# Lavender essential oil



## Tim Pruitt (Oct 26, 2007)

Ok I am out and need some more. Where is your favorite place to buy? Who has it for the best price and lowest shipping?


----------



## Lynn_Theesfeld (Feb 21, 2010)

Camdon grey looks good price wise.....I haven't ordered from them yet but Michelle S. has and was happy with it. I plan to try them out soon as well.
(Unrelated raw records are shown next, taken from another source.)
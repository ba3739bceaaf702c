//! Sample buffers exchanged with codec backends.

/// Waveform sample data as produced by a codec's read capability.
#[derive(Debug, Clone, PartialEq)]
pub enum Samples {
    Int(Vec<i32>),
    Float(Vec<f32>),
    Double(Vec<f64>),
}

impl Samples {
    pub fn len(&self) -> usize {
        match self {
            Samples::Int(v) => v.len(),
            Samples::Float(v) => v.len(),
            Samples::Double(v) => v.len(),
        }
    }

    pub fn is_empty(&self) -> bool {
        self.len() == 0
    }

    /// Widen every sample to `f64`.
    pub fn to_f64(&self) -> Vec<f64> {
        match self {
            Samples::Int(v) => v.iter().map(|&x| f64::from(x)).collect(),
            Samples::Float(v) => v.iter().map(|&x| f64::from(x)).collect(),
            Samples::Double(v) => v.clone(),
        }
    }
}

impl Default for Samples {
    fn default() -> Self {
        Samples::Int(Vec::new())
    }
}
Wonder if Tamera has any left over from the presell she did awhile back?


----------



## [email protected] (Sep 18, 2008)

I always compare NDA and WSP. NDA usually has a lower EO price, but WSP has no shipping charges.


----------



## NubianSoaps.com (Oct 26, 2007)

I love Newdirectionsaromatics.com but then I use a lot of their stuff throughout the year so order big, especially for Christmas. I LOVE their aluminum canisters FO comes in. Vicki


----------



## MF-Alpines (Mar 29, 2010)

I was not thrilled with Camden Grey, especially their fruits.
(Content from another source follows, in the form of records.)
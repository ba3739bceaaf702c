//! Runtime discovery of waveform codec backends.
//!
//! The toolkit knows a fixed, ordered list of waveform formats
//! ([`CANDIDATES`]). Each one is implemented by an optional backend module
//! exporting three named capabilities: a detector, a reader and a writer.
//! [`discover`] asks a [`BackendSource`] for every candidate's module and
//! binds the three capabilities into a [`FormatDescriptor`]. A candidate
//! whose module is missing, fails to load, speaks another API version,
//! lacks a capability or panics is recorded as a [`BindFailure`] and
//! skipped; discovery itself never fails.
//!
//! ```
//! use seismo_core::registry::{self, Capability, Installation, StaticBackend};
//! use seismo_core::{Samples, Stats};
//!
//! let mut installation = Installation::new();
//! installation.install(
//!     "seismo.wav",
//!     StaticBackend::new()
//!         .with("is_wav", Capability::detect(|data| data.starts_with(b"RIFF")))
//!         .with("read_wav", Capability::read(|_| Ok((Samples::default(), Stats::new()))))
//!         .with("write_wav", Capability::write(|_, _, _| Ok(()))),
//! );
//!
//! let discovery = registry::discover(&installation, false);
//! assert_eq!(discovery.names(), ["WAV"]);
//! assert_eq!(discovery.failures.len(), 2);
//! assert_eq!(discovery.detect(b"RIFF....WAVE").map(|f| f.name()), Some("WAV"));
//! ```

use std::any::Any;
use std::collections::{BTreeMap, HashSet};
use std::fmt;
use std::io::{Read, Write};
use std::panic::{self, AssertUnwindSafe};
use std::sync::{Arc, OnceLock};

use crate::error::BindError;
use crate::samples::Samples;
use crate::stats::Stats;
use crate::Result;

/// Capability API version backends must report to be bound.
pub const BACKEND_API_VERSION: u32 = 1;

pub type DetectFn = Arc<dyn Fn(&[u8]) -> bool + Send + Sync>;
pub type ReadFn = Arc<dyn Fn(&mut dyn Read) -> Result<(Samples, Stats)> + Send + Sync>;
pub type WriteFn = Arc<dyn Fn(&Stats, &Samples, &mut dyn Write) -> Result<()> + Send + Sync>;

/// One named export of a backend module.
#[derive(Clone)]
pub enum Capability {
    Detect(DetectFn),
    Read(ReadFn),
    Write(WriteFn),
}

impl Capability {
    pub fn detect(f: impl Fn(&[u8]) -> bool + Send + Sync + 'static) -> Self {
        Self::Detect(Arc::new(f))
    }

    pub fn read(
        f: impl Fn(&mut dyn Read) -> Result<(Samples, Stats)> + Send + Sync + 'static,
    ) -> Self {
        Self::Read(Arc::new(f))
    }

    pub fn write(
        f: impl Fn(&Stats, &Samples, &mut dyn Write) -> Result<()> + Send + Sync + 'static,
    ) -> Self {
        Self::Write(Arc::new(f))
    }

    fn kind(&self) -> &'static str {
        match self {
            Self::Detect(_) => "detect",
            Self::Read(_) => "read",
            Self::Write(_) => "write",
        }
    }
}

impl fmt::Debug for Capability {
    fn fmt(&self, f: &mut fmt::Formatter<'_>) -> fmt::Result {
        write!(f, "Capability::{}", self.kind())
    }
}

/// A loaded codec backend module.
pub trait CodecBackend: Send + Sync {
    /// Capability API version this backend was built against.
    fn api_version(&self) -> u32 {
        BACKEND_API_VERSION
    }

    /// Look up an exported capability by name.
    fn capability(&self, name: &str) -> Option<Capability>;
}

/// Locates backend modules by name.
pub trait BackendSource: Send + Sync {
    /// Load the backend implementing `module`.
    ///
    /// Implementations report a module they do not know with
    /// [`BindError::NotInstalled`].
    fn load(&self, module: &str) -> std::result::Result<Arc<dyn CodecBackend>, BindError>;
}

/// A backend assembled from capabilities registered at runtime.
#[derive(Debug, Clone, Default)]
pub struct StaticBackend {
    version: Option<u32>,
    capabilities: BTreeMap<String, Capability>,
}

impl StaticBackend {
    pub fn new() -> Self {
        Self::default()
    }

    /// Export `capability` under `name`.
    pub fn with(mut self, name: &str, capability: Capability) -> Self {
        self.capabilities.insert(name.to_string(), capability);
        self
    }

    /// Report an API version other than [`BACKEND_API_VERSION`].
    pub fn with_api_version(mut self, version: u32) -> Self {
        self.version = Some(version);
        self
    }
}

impl CodecBackend for StaticBackend {
    fn api_version(&self) -> u32 {
        self.version.unwrap_or(BACKEND_API_VERSION)
    }

    fn capability(&self, name: &str) -> Option<Capability> {
        self.capabilities.get(name).cloned()
    }
}

/// The set of backend modules installed in this process.
#[derive(Clone, Default)]
pub struct Installation {
    backends: BTreeMap<String, Arc<dyn CodecBackend>>,
}

impl Installation {
    pub fn new() -> Self {
        Self::default()
    }

    /// Install `backend` as `module`, replacing any previous one.
    pub fn install(
        &mut self,
        module: &str,
        backend: impl CodecBackend + 'static,
    ) -> &mut Self {
        self.backends.insert(module.to_string(), Arc::new(backend));
        self
    }

    pub fn uninstall(&mut self, module: &str) -> bool {
        self.backends.remove(module).is_some()
    }

    /// Installed module names, sorted.
    pub fn modules(&self) -> impl Iterator<Item = &str> {
        self.backends.keys().map(String::as_str)
    }
}

impl fmt::Debug for Installation {
    fn fmt(&self, f: &mut fmt::Formatter<'_>) -> fmt::Result {
        f.debug_struct("Installation")
            .field("modules", &self.backends.keys().collect::<Vec<_>>())
            .finish()
    }
}

impl BackendSource for Installation {
    fn load(&self, module: &str) -> std::result::Result<Arc<dyn CodecBackend>, BindError> {
        self.backends
            .get(module)
            .cloned()
            .ok_or_else(|| BindError::NotInstalled {
                module: module.to_string(),
            })
    }
}

/// A format the toolkit knows how to support, and where to find it.
#[derive(Debug, Clone, Copy, PartialEq, Eq)]
pub struct Candidate {
    /// Format identifier, e.g. `"MSEED"`.
    pub format: &'static str,
    /// Backend module implementing the format.
    pub module: &'static str,
    pub detect: &'static str,
    pub read: &'static str,
    pub write: &'static str,
}

/// Supported formats, in auto-detection precedence order.
///
/// Supporting a new format means appending an entry here.
pub const CANDIDATES: &[Candidate] = &[
    Candidate {
        format: "MSEED",
        module: "seismo.mseed",
        detect: "is_mseed",
        read: "read_mseed",
        write: "write_mseed",
    },
    Candidate {
        format: "GSE2",
        module: "seismo.gse2",
        detect: "is_gse2",
        read: "read_gse2",
        write: "write_gse2",
    },
    Candidate {
        format: "WAV",
        module: "seismo.wav",
        detect: "is_wav",
        read: "read_wav",
        write: "write_wav",
    },
];

impl Candidate {
    /// Load this candidate's module and bind all three capabilities.
    pub fn bind(
        &self,
        source: &dyn BackendSource,
    ) -> std::result::Result<FormatDescriptor, BindError> {
        let backend = source.load(self.module)?;
        let found = backend.api_version();
        if found != BACKEND_API_VERSION {
            return Err(BindError::IncompatibleVersion {
                module: self.module.to_string(),
                found,
                expected: BACKEND_API_VERSION,
            });
        }

        let detect = match self.lookup(backend.as_ref(), self.detect)? {
            Capability::Detect(f) => f,
            other => return Err(self.wrong_kind(self.detect, "detect", &other)),
        };
        let read = match self.lookup(backend.as_ref(), self.read)? {
            Capability::Read(f) => f,
            other => return Err(self.wrong_kind(self.read, "read", &other)),
        };
        let write = match self.lookup(backend.as_ref(), self.write)? {
            Capability::Write(f) => f,
            other => return Err(self.wrong_kind(self.write, "write", &other)),
        };

        Ok(FormatDescriptor {
            name: self.format,
            detect,
            read,
            write,
        })
    }

    fn lookup(
        &self,
        backend: &dyn CodecBackend,
        name: &str,
    ) -> std::result::Result<Capability, BindError> {
        backend
            .capability(name)
            .ok_or_else(|| BindError::MissingCapability {
                module: self.module.to_string(),
                capability: name.to_string(),
            })
    }

    fn wrong_kind(&self, name: &str, expected: &'static str, found: &Capability) -> BindError {
        tracing::debug!(
            module = self.module,
            capability = name,
            found = found.kind(),
            "capability kind mismatch"
        );
        BindError::WrongCapabilityKind {
            module: self.module.to_string(),
            capability: name.to_string(),
            expected,
        }
    }
}

/// A format whose detect, read and write capabilities are all bound.
#[derive(Clone)]
pub struct FormatDescriptor {
    name: &'static str,
    detect: DetectFn,
    read: ReadFn,
    write: WriteFn,
}

impl FormatDescriptor {
    pub fn name(&self) -> &'static str {
        self.name
    }

    /// Whether `data` looks like this format.
    pub fn detect(&self, data: &[u8]) -> bool {
        (self.detect)(data)
    }

    pub fn read(&self, source: &mut dyn Read) -> Result<(Samples, Stats)> {
        (self.read)(source)
    }

    pub fn write(&self, stats: &Stats, samples: &Samples, dest: &mut dyn Write) -> Result<()> {
        (self.write)(stats, samples, dest)
    }

    pub fn detect_fn(&self) -> &DetectFn {
        &self.detect
    }

    pub fn read_fn(&self) -> &ReadFn {
        &self.read
    }

    pub fn write_fn(&self) -> &WriteFn {
        &self.write
    }
}

impl fmt::Debug for FormatDescriptor {
    fn fmt(&self, f: &mut fmt::Formatter<'_>) -> fmt::Result {
        f.debug_struct("FormatDescriptor")
            .field("name", &self.name)
            .finish_non_exhaustive()
    }
}

/// A candidate that could not be bound.
#[derive(Debug, Clone, PartialEq, Eq)]
pub struct BindFailure {
    pub format: &'static str,
    pub module: &'static str,
    pub error: BindError,
}

impl fmt::Display for BindFailure {
    fn fmt(&self, f: &mut fmt::Formatter<'_>) -> fmt::Result {
        write!(f, "{}: {}", self.format, self.error)
    }
}

/// Result of one discovery pass.
#[derive(Debug, Clone, Default)]
pub struct Discovery {
    /// Bound formats, in candidate order.
    pub formats: Vec<FormatDescriptor>,
    /// Candidates that failed to bind, in candidate order.
    pub failures: Vec<BindFailure>,
}

impl Discovery {
    pub fn get(&self, name: &str) -> Option<&FormatDescriptor> {
        self.formats.iter().find(|f| f.name == name)
    }

    pub fn names(&self) -> Vec<&'static str> {
        self.formats.iter().map(|f| f.name).collect()
    }

    /// First format, in precedence order, whose detector accepts `data`.
    pub fn detect(&self, data: &[u8]) -> Option<&FormatDescriptor> {
        self.formats.iter().find(|f| f.detect(data))
    }

    /// No formats bound: auto-detection is impossible.
    pub fn is_empty(&self) -> bool {
        self.formats.is_empty()
    }
}

/// Bind every entry of [`CANDIDATES`] against `source`.
///
/// With `verbose` set, each failure is emitted as a `tracing` warning once
/// discovery has finished, in the order it was captured.
///
/// A backend that panics is recorded like any other failure, but the panic
/// still passes through the process panic hook, which prints it to stderr
/// regardless of `verbose`.
pub fn discover(source: &dyn BackendSource, verbose: bool) -> Discovery {
    discover_candidates(CANDIDATES, source, verbose)
}

/// Like [`discover`], over an explicit candidate list.
///
/// A format name that was already bound earlier in the list is skipped.
pub fn discover_candidates(
    candidates: &[Candidate],
    source: &dyn BackendSource,
    verbose: bool,
) -> Discovery {
    let mut discovery = Discovery::default();
    let mut bound = HashSet::new();

    for candidate in candidates {
        if bound.contains(candidate.format) {
            tracing::debug!(format = candidate.format, "format already bound, skipping");
            continue;
        }
        tracing::debug!(
            format = candidate.format,
            module = candidate.module,
            "binding codec backend"
        );
        match bind_guarded(candidate, source) {
            Ok(descriptor) => {
                bound.insert(candidate.format);
                discovery.formats.push(descriptor);
            }
            Err(error) => discovery.failures.push(BindFailure {
                format: candidate.format,
                module: candidate.module,
                error,
            }),
        }
    }

    if verbose {
        for failure in &discovery.failures {
            tracing::warn!(
                format = failure.format,
                module = failure.module,
                "{}",
                failure.error
            );
        }
    }
    tracing::debug!(
        bound = discovery.formats.len(),
        failed = discovery.failures.len(),
        "codec discovery finished"
    );
    discovery
}

/// Bind one candidate, turning a panic anywhere in load or bind into a
/// [`BindError::Panicked`].
fn bind_guarded(
    candidate: &Candidate,
    source: &dyn BackendSource,
) -> std::result::Result<FormatDescriptor, BindError> {
    match panic::catch_unwind(AssertUnwindSafe(|| candidate.bind(source))) {
        Ok(result) => result,
        Err(payload) => Err(BindError::Panicked {
            module: candidate.module.to_string(),
            message: panic_message(payload.as_ref()),
        }),
    }
}

fn panic_message(payload: &(dyn Any + Send)) -> String {
    if let Some(s) = payload.downcast_ref::<&str>() {
        (*s).to_string()
    } else if let Some(s) = payload.downcast_ref::<String>() {
        s.clone()
    } else {
        "non-string panic payload".to_string()
    }
}

/// A backend source paired with its discovery result, computed once.
///
/// [`Registry::formats`] discovers on first use and returns the same
/// result afterwards, from any thread. [`Registry::discover`] always runs a
/// fresh pass.
#[derive(Debug)]
pub struct Registry<S> {
    source: S,
    cached: OnceLock<Discovery>,
}

impl<S: BackendSource> Registry<S> {
    pub fn new(source: S) -> Self {
        Self {
            source,
            cached: OnceLock::new(),
        }
    }

    pub fn source(&self) -> &S {
        &self.source
    }

    pub fn discover(&self, verbose: bool) -> Discovery {
        discover(&self.source, verbose)
    }

    pub fn formats(&self) -> &Discovery {
        self.cached.get_or_init(|| discover(&self.source, false))
    }
}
Check pricing at The Perfumery (used to be Essential Oil University) or Lebermuth (although there is $300 min or a $20 penalty).


----------



## Faye Farms (Sep 14, 2009)

Unless there's a coop going on, I use NDA for all my eo's.


----------



## tmfinley (Feb 21, 2008)

I use Camden Grey for my Lavender 40/42. It is the only eo I buy from them and I like it. My other eos come from The Perfumery and and New Directions.


----------



## NPgoats (Mar 18, 2010)

Hey Tim did you find the lavender EO?
Linda


----------



## Tim Pruitt (Oct 26, 2007)

Yes, I purchased from Camden-Grey. I was familiar with that one as I have used it before. What is the amount of EO do you recommend for a batch of Walmart recipe single batch of soap?


----------



## NubianSoaps.com (Oct 26, 2007)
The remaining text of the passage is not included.